2.创建LibLinear类 (类名自选)
代码如下:
package liblinear; import java.io.File;
import java.io.IOException;
import java.util.ArrayList;
import java.util.List; import de.bwaldvogel.liblinear.Feature;
import de.bwaldvogel.liblinear.FeatureNode;
import de.bwaldvogel.liblinear.Linear;
import de.bwaldvogel.liblinear.Model;
import de.bwaldvogel.liblinear.Parameter;
import de.bwaldvogel.liblinear.Problem;
import de.bwaldvogel.liblinear.SolverType; public class LibLinear{
public static void main(String[] args) throws Exception {
//loading train data
Feature[][] featureMatrix = new Feature[5][];
Feature[] featureMatrix1 = { new FeatureNode(2, 0.1), new FeatureNode(3, 0.2) };
Feature[] featureMatrix2 = { new FeatureNode(2, 0.1), new FeatureNode(3, 0.3), new FeatureNode(4, -1.2)};
Feature[] featureMatrix3 = { new FeatureNode(1, 0.4) };
Feature[] featureMatrix4 = { new FeatureNode(2, 0.1), new FeatureNode(4, 1.4), new FeatureNode(5, 0.5) };
Feature[] featureMatrix5 = { new FeatureNode(1, -0.1), new FeatureNode(2, -0.2), new FeatureNode(3, 0.1), new FeatureNode(4, -1.1), new FeatureNode(5, 0.1) };
featureMatrix[0] = featureMatrix1;
featureMatrix[1] = featureMatrix2;
featureMatrix[2] = featureMatrix3;
featureMatrix[3] = featureMatrix4;
featureMatrix[4] = featureMatrix5;
//loading target value
double[] targetValue = {1,-1,1,-1,0}; Problem problem = new Problem();
problem.l = 5; // number of training examples:训练样本数
problem.n = 5; // number of features:特征维数
problem.x = featureMatrix; // feature nodes:特征数据
problem.y = targetValue; // target values:类别 SolverType solver = SolverType.L2R_LR; // -s 0
double C = 1.0; // cost of constraints violation
double eps = 0.01; // stopping criteria Parameter parameter = new Parameter(solver, C, eps);
Model model = Linear.train(problem, parameter);
File modelFile = new File("model");
model.save(modelFile);
// load model or use it directly
model = Model.load(modelFile); Feature[] testNode = { new FeatureNode(1, 0.4), new FeatureNode(3, 0.3) };//test node
double prediction = Linear.predict(model, testNode);
System.out.print("classification result: "+prediction);
}
}
运行后得到testNode的分类结果:
3.参数说明
1. SolverType是solver的类型,可以是如下一种:
分类器:
- L2R_LR:L2-regularized logistic regression (primal)

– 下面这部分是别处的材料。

//! CiliumEndpoint watch discovery
//!
//! Some network plugin setups publish the pod address on their own endpoint
//! resource well before (or instead of) the pod status. The event loop is the
//! same as the pod watch; the address comes from the first populated IPv4
//! record of `status.networking.addressing`.

use super::AddressResolver;
use crate::cluster::ClusterBackend;
use crate::error::MeasureError;
use crate::models::{AddressObservation, DiscoveryStrategy};
use async_trait::async_trait;
use futures::StreamExt;
use std::sync::Arc;
use tokio_util::sync::CancellationToken;
use tracing::{debug, error, info};

pub struct EndpointWatchResolver {
    backend: Arc<dyn ClusterBackend>,
}

impl EndpointWatchResolver {
    pub fn new(backend: Arc<dyn ClusterBackend>) -> Self {
        Self { backend }
    }
}

#[async_trait]
impl AddressResolver for EndpointWatchResolver {
    fn strategy(&self) -> DiscoveryStrategy {
        DiscoveryStrategy::EndpointWatch
    }

    async fn resolve_address(
        &self,
        selector: &str,
        cancel: &CancellationToken,
    ) -> Result<AddressObservation, MeasureError> {
        let mut events = self
            .backend
            .watch_endpoints(selector)
            .await
            .map_err(MeasureError::Discovery)?;

        debug!(selector = %selector, "Watching for CiliumEndpoint events");

        loop {
            tokio::select! {
                _ = cancel.cancelled() => return Err(MeasureError::Cancelled),
                event = events.next() => {
                    match event {
                        Some(Ok(endpoint)) => {
                            debug!(
                                endpoint = %endpoint.name,
                                records = endpoint.ipv4.len(),
                                "CiliumEndpoint event"
                            );
                            if let Some(address) = endpoint.first_ipv4() {
                                info!(
                                    endpoint = %endpoint.name,
                                    address = %address,
                                    "Endpoint IPv4 assigned"
                                );
                                return Ok(AddressObservation {
                                    address: address.to_string(),
                                    instance: endpoint.name.clone(),
                                    strategy: DiscoveryStrategy::EndpointWatch,
                                });
                            }
                        }
                        Some(Err(e)) => {
                            error!(selector = %selector, error = %e, "CiliumEndpoint watch error");
                            return Err(MeasureError::Discovery(e));
                        }
                        None => return Err(MeasureError::WatchClosed),
                    }
                }
            }
        }
    }
}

- L2R_L2LOSS_SVC_DUAL:L2-regularized L2-loss support vector classification (dual)
- L2R_L2LOSS_SVC:L2-regularized L2-loss support vector classification (primal)
- L2R_L1LOSS_SVC_DUAL:L2-regularized L1-loss support vector classification (dual)
- MCSVM_CS:supportvector classification by Crammer and Singer
- L1R_L2LOSS_SVC:L1-regularized L2-loss support vector classification
- L1R_LR:L1-regularized logistic regression
- L2R_LR_DUAL:L2-regularized logistic regression (dual)
回归模型:
- L2R_L2LOSS_SVR:L2-regularized L2-loss support vector regression (primal)
- L2R_L2LOSS_SVR_DUAL:L2-regularized L2-loss support vector regression (dual)
- L2R_L1LOSS_SVR_DUAL:L2-regularized L1-loss support vector regression (dual)
2. C 是约束violation的代价参数 (默认为1)
3. eps 是迭代停止条件的容忍度tolerance
本程序采用的训练样本如下(5个训练样本,5维特征):
label | feature1 | feature2 | feature3 | feature4 | feature5 |
1 | 0 | 0.1 | 0.2 | 0 | 0 |
-1 | 0 | 0.1 | 0.3 | -1.2 | 0 |
1 | 0.4 | 0 | 0 | 0 | 0 |
-1 | 0 | 0.1 | 0 | 1.4 | 0.5 |
0 | -0.1 | -0.2 | 0.1 | 1.1 | 0.1 |
测试样本为testNode变量:(0.4,0,0.3,0,0)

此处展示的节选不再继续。